TRENTO. “La variante indiana sulle persone non vaccinate ha effetti negativi anche devastanti” sono parole di preoccupazione quelle espresse quest'oggi in conferenza stampa dal presidente della Provincia di Bolzano, Arno Kompatscher in merito alla situazione epidemiologia. Se in Alto Adige i dati forniti dall'Azienda sanitaria sono buoni e ci si prepara con la prossima settimana ad entrare in “zona bianca”, dall'altro questo non deve essere tradotto con una minore attenzione da parte della cittadinanza.
VARIANTE INDIANA
Quello che ovviamente preoccupa, ha spiegato Kompatscher, all'interno di un quadro generalmente positivo è la variante delta o meglio conosciuta “variante Indiana”. Questa variante del virus è presente in Europa. “Abbiamo notizie dall'Inghilterra – spiega il presidente della provincia di Bolzano - dove è stato spostato addirittura l'ulteriore passo di alleggerimento delle regole nonostante il fatto che tante persone sono già vaccinate. Purtroppo gli effetti che si stanno registrando su chi non è vaccinato sono molto negati a volte devastanti”.
Kompatscher ha spiegato che in Alto Adige è presente un paziente “giovane su cui è stata rilevata questa variante e non era vaccinato. Non aveva altre patologie – spiega – ed ora si trova in terapia intensiva”.
ZONA BIANCA
Dal 21 giugno l'Alto Adige sarà in zona bianca. “L'ordinanza è in fase di elaborazione” ha spiegato in conferenza stampa il presidente Arno Kompatscher ricordando che la maggiore novità sarà quella dell'eliminazione del coprifuoco. “Tra le altre novità, collegate al 'coronapass', vi è quella che si potranno fare eventi e manifestazioni in luoghi pubblici aperti con la partecipazione di tante persone. Penso, per esempio, alle feste campestri – spiega Kompatscher – basta che tutti i partecipanti abbiano il coronapass e quindi certificano di essere guariti, testati oppure vaccinati”.

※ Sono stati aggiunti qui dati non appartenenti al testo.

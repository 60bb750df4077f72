//! .
//!
//! The origin of coordinate system is in top-left corner, one unit per pixel.

use {
  euclid::{Box2D, Point2D, Size2D, Vector2D as V2},
  crate::{
    error::ConfigError,
    sdf::{self, SDF}
  }
};

/// Pixel coordinate basis
#[derive(Debug, Copy, Clone)]
pub struct PixelSpace;

pub type P2 = Point2D<f32, PixelSpace>;

pub trait BoundingBox<T, S> {
  fn bounding_box(&self) -> Box2D<T, S>;
}

/// A placed (or candidate) disk. Never mutated once placed.
#[derive(Debug, Copy, Clone, PartialEq)]
pub struct Circle {
  pub center: P2,
  pub radius: f32
}

impl Circle {
  pub fn new(x: f32, y: f32, radius: f32) -> Self {
    Circle { center: P2::new(x, y), radius }
  }

  /// True when the boundaries are closer than `buffer`.
  pub fn overlaps(&self, other: &Circle, buffer: f32) -> bool {
    other.sdf(self.center) < self.radius + buffer
  }
}

impl BoundingBox<f32, PixelSpace> for Circle {
  fn bounding_box(&self) -> Box2D<f32, PixelSpace> {
    let r = V2::splat(self.radius);
    Box2D::new(self.center - r, self.center + r)
  }
}

/// Canvas bounds, fixed for the lifetime of a run.
#[derive(Debug, Copy, Clone, PartialEq)]
pub struct Bounds {
  pub size: Size2D<u32, PixelSpace>
}

impl Bounds {
  pub fn new(width: u32, height: u32) -> Result<Self, ConfigError> {
    if width == 0 || height == 0 {
      return Err(ConfigError::EmptyCanvas { width, height });
    }
    Ok(Bounds { size: Size2D::new(width, height) })
  }

  pub fn width(&self) -> u32 { self.size.width }
  pub fn height(&self) -> u32 { self.size.height }
  pub fn area(&self) -> f64 { self.size.to_f64().area() }

  /// Whether any center exists for a disk of this radius.
  pub fn fits_radius(&self, radius: u32) -> bool {
    radius.saturating_mul(2) <= self.width() && radius.saturating_mul(2) <= self.height()
  }

  /// `center ± radius` lies within `[0, width] × [0, height]`.
  pub fn contains(&self, circle: &Circle) -> bool {
    sdf::boundary_rect(self.size.to_f32(), circle.center) >= circle.radius
  }
}
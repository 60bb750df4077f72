/// Time a block, log the elapsed milliseconds at `debug` level and return the block's value.
#[macro_export]
macro_rules! profile(
  ($title: literal, $body: block) => {{
    let t0 = std::time::Instant::now();
    let ret = $body;
    ::log::debug!("{} profile: {}ms", $title, t0.elapsed().as_millis());
    ret
  }}
);

/// Percentage of `part` in `total`, 0 when `total` is 0.
pub fn percent(part: u64, total: u64) -> f64 {
  if total == 0 { return 0.0; }
  part as f64 / total as f64 * 100.0
}
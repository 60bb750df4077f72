use {
  std::ops::RangeInclusive,
  anyhow::Result,
  rand::{
    Rng,
    distributions::{Distribution, WeightedIndex}
  }
};

/// Bucket bounds as offsets from `min_radius`; `None` extends the bucket up to `max_radius`.
/// Widths are 3, 5, 5, 5, remainder.
pub const BUCKET_OFFSETS: [(u32, Option<u32>); 5] = [
  (0, Some(3)),
  (3, Some(8)),
  (8, Some(13)),
  (13, Some(18)),
  (18, None)
];

/// Selection weights, small to large.
pub const BUCKET_WEIGHTS: [f64; 5] = [0.20, 0.30, 0.30, 0.15, 0.05];

#[derive(Debug, Clone, PartialEq)]
pub struct SizeBucket {
  pub range: RangeInclusive<u32>,
  pub weight: f64
}

/// Weighted, bucketed radius distribution biased toward medium sizes.
///
/// ```
/// # use {circle_mosaic::solver::SizeDistribution, rand::{Rng, SeedableRng}};
/// let sizes = SizeDistribution::new(3, 25)?;
/// let mut rng = rand_pcg::Pcg64::seed_from_u64(0);
/// let r = rng.sample(&sizes);
/// assert!((3..=25).contains(&r));
/// # anyhow::Ok(())
/// ```
#[derive(Debug, Clone)]
pub struct SizeDistribution {
  buckets: Vec<SizeBucket>,
  index: WeightedIndex<f64>
}

impl SizeDistribution {
  /// Buckets are clamped to `max_radius` at both ends, so a narrow range collapses the upper
  /// buckets onto `max_radius` instead of leaving them empty.
  pub fn new(min_radius: u32, max_radius: u32) -> Result<Self> {
    let max_radius = max_radius.max(min_radius);
    let clamp = |offset: u32| min_radius.saturating_add(offset).min(max_radius);
    let buckets = BUCKET_OFFSETS.iter()
      .zip(BUCKET_WEIGHTS)
      .map(|(&(lo, hi), weight)| SizeBucket {
        range: clamp(lo) ..= hi.map_or(max_radius, |hi| clamp(hi - 1).max(clamp(lo))),
        weight
      })
      .collect::<Vec<_>>();
    let index = WeightedIndex::new(buckets.iter().map(|b| b.weight))?;
    Ok(Self { buckets, index })
  }

  pub fn buckets(&self) -> &[SizeBucket] {
    &self.buckets
  }
}

impl Distribution<u32> for SizeDistribution {
  fn sample<R: Rng + ?Sized>(&self, rng: &mut R) -> u32 {
    let bucket = &self.buckets[self.index.sample(rng)];
    rng.gen_range(bucket.range.clone())
  }
}

/// One-off draw from a freshly built [`SizeDistribution`].
pub fn sample_radius<R: Rng + ?Sized>(rng: &mut R, min_radius: u32, max_radius: u32) -> Result<u32> {
  Ok(SizeDistribution::new(min_radius, max_radius)?.sample(rng))
}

Verrà meno anche l'obbligo della mascherina all'aperto, ma bisognerà averla sempre a portata di mano perché va comunque indossata in caso di assembramenti.
L'APPELLO
“Vaccinatevi” questo l'appello che il presidente Arno Kompatscher ha voluto ribadire quest'oggi in conferenza stampa ricordando comunque l'importanza di seguire le regole e di utilizzare i dispositivi di protezione quando necessario. "Il rischio di infezione è ancora presente, ed è bene proteggere noi stessi e gli altri” ha concluso.